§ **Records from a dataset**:
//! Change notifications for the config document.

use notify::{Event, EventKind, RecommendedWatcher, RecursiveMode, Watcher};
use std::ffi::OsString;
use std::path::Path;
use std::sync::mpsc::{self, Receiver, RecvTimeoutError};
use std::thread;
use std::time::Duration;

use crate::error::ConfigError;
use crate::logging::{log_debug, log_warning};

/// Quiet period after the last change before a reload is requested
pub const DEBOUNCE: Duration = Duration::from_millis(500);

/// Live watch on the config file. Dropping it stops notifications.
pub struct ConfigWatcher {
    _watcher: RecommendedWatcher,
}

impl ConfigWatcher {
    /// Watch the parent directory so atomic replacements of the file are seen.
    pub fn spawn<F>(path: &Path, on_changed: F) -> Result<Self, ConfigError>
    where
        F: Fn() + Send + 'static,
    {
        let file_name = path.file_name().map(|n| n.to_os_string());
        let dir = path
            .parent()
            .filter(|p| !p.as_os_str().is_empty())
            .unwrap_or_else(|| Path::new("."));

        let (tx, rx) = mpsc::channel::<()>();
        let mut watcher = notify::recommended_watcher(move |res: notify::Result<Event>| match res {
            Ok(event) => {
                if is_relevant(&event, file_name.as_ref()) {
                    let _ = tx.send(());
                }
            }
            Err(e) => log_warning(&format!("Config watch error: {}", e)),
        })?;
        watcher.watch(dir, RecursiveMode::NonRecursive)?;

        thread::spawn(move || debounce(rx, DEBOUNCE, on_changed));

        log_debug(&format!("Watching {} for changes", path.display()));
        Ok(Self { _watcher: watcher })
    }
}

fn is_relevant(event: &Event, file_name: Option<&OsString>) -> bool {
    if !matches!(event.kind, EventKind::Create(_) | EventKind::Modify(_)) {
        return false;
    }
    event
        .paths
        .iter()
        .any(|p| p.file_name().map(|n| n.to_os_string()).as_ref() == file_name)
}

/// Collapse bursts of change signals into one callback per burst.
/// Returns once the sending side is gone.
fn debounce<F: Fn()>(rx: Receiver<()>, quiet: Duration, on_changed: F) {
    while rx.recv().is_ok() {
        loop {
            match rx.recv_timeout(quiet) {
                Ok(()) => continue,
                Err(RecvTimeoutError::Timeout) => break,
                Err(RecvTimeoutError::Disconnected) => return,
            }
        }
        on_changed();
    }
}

---

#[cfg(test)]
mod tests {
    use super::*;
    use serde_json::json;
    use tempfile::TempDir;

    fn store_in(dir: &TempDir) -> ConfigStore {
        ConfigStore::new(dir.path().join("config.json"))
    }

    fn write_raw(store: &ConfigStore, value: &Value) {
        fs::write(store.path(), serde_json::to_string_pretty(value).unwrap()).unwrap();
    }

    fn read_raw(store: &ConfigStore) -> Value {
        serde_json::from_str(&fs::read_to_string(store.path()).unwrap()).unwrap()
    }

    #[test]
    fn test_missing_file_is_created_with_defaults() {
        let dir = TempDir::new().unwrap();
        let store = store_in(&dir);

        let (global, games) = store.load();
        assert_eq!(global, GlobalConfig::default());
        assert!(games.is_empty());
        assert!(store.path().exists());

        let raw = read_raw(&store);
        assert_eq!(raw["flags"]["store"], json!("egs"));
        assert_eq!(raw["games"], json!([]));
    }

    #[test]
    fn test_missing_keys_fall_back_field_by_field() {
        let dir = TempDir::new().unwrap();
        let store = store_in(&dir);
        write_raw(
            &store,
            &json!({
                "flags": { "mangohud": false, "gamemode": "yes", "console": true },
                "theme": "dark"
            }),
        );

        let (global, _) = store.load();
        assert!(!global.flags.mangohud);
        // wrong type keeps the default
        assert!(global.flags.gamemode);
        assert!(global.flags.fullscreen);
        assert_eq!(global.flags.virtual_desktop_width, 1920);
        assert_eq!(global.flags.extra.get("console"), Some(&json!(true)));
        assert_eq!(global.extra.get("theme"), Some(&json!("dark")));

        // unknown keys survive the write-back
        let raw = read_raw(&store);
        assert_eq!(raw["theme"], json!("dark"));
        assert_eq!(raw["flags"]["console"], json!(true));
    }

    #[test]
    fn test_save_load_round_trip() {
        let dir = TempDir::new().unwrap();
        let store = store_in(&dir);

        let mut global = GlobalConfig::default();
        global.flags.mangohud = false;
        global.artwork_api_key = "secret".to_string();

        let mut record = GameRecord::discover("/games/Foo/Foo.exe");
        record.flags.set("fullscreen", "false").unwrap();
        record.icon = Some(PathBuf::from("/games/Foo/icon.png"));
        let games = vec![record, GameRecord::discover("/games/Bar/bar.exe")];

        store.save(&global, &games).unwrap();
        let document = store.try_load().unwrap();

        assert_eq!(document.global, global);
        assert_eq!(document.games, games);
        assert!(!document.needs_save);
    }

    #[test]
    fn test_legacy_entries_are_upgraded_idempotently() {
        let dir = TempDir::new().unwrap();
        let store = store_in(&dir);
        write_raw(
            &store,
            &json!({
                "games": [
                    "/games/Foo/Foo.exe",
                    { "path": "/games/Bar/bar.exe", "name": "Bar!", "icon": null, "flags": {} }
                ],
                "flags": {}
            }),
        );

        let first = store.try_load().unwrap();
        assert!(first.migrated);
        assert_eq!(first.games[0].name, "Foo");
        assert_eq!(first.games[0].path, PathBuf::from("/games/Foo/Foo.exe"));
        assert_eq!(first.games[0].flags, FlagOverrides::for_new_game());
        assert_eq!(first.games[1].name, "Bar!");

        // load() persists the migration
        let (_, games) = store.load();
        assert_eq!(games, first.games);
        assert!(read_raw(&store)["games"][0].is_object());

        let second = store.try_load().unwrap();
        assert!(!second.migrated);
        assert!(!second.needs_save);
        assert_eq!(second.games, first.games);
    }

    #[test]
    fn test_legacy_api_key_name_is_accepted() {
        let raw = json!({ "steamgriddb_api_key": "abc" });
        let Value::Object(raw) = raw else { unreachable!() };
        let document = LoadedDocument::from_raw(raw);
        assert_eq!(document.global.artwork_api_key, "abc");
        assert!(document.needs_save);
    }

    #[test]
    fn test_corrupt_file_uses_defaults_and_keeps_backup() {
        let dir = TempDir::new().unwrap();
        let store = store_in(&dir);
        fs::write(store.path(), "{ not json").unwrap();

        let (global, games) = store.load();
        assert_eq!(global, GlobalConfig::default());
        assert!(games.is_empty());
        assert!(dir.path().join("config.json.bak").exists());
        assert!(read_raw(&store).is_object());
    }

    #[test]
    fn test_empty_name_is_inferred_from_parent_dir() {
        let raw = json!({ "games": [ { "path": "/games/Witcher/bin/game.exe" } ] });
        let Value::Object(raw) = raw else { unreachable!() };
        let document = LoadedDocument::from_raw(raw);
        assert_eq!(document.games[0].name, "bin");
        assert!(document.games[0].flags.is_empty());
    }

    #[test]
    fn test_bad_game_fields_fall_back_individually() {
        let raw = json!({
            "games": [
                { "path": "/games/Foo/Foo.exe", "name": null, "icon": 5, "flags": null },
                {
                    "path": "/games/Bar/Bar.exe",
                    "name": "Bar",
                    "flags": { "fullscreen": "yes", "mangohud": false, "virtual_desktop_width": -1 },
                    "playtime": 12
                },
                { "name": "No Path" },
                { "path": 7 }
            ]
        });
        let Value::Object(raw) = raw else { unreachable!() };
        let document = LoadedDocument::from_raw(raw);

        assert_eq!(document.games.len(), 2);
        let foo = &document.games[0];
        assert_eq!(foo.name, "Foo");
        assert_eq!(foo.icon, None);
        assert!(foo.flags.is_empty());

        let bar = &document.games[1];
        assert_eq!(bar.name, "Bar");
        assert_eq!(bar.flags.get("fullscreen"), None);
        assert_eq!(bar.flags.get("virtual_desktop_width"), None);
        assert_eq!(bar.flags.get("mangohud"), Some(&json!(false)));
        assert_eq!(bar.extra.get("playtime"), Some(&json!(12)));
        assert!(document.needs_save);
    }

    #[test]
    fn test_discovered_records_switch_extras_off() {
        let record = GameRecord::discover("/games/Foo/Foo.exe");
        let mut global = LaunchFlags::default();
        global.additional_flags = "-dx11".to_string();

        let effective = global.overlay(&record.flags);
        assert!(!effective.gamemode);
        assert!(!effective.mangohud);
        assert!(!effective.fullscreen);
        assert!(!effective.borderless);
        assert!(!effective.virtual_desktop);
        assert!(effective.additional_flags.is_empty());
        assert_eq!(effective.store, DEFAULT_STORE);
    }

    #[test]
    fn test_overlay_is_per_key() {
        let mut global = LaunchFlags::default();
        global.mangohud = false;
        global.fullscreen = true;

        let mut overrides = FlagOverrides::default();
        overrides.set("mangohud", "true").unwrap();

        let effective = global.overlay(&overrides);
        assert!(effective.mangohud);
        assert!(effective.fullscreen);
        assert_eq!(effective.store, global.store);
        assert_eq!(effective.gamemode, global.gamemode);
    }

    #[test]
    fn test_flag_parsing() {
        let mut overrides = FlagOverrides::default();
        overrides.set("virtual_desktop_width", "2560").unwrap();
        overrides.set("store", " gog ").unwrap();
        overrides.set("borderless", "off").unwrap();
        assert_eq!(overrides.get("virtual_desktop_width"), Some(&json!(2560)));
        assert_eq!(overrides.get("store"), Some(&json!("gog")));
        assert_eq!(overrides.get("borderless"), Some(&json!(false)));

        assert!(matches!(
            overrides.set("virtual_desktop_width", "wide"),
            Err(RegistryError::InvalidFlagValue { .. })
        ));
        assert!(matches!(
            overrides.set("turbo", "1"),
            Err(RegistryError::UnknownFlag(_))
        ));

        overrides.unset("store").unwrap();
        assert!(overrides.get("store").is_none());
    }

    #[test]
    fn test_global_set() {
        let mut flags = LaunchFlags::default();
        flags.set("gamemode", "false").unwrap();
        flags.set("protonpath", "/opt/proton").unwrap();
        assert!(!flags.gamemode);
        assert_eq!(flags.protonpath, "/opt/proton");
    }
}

§ **Aim of the task**:
Your reply should hold every line from the data that contains "RecursiveMode", copied in full.

§ **Task output**:
use notify::{Event, EventKind, RecommendedWatcher, RecursiveMode, Watcher};
        watcher.watch(dir, RecursiveMode::NonRecursive)?;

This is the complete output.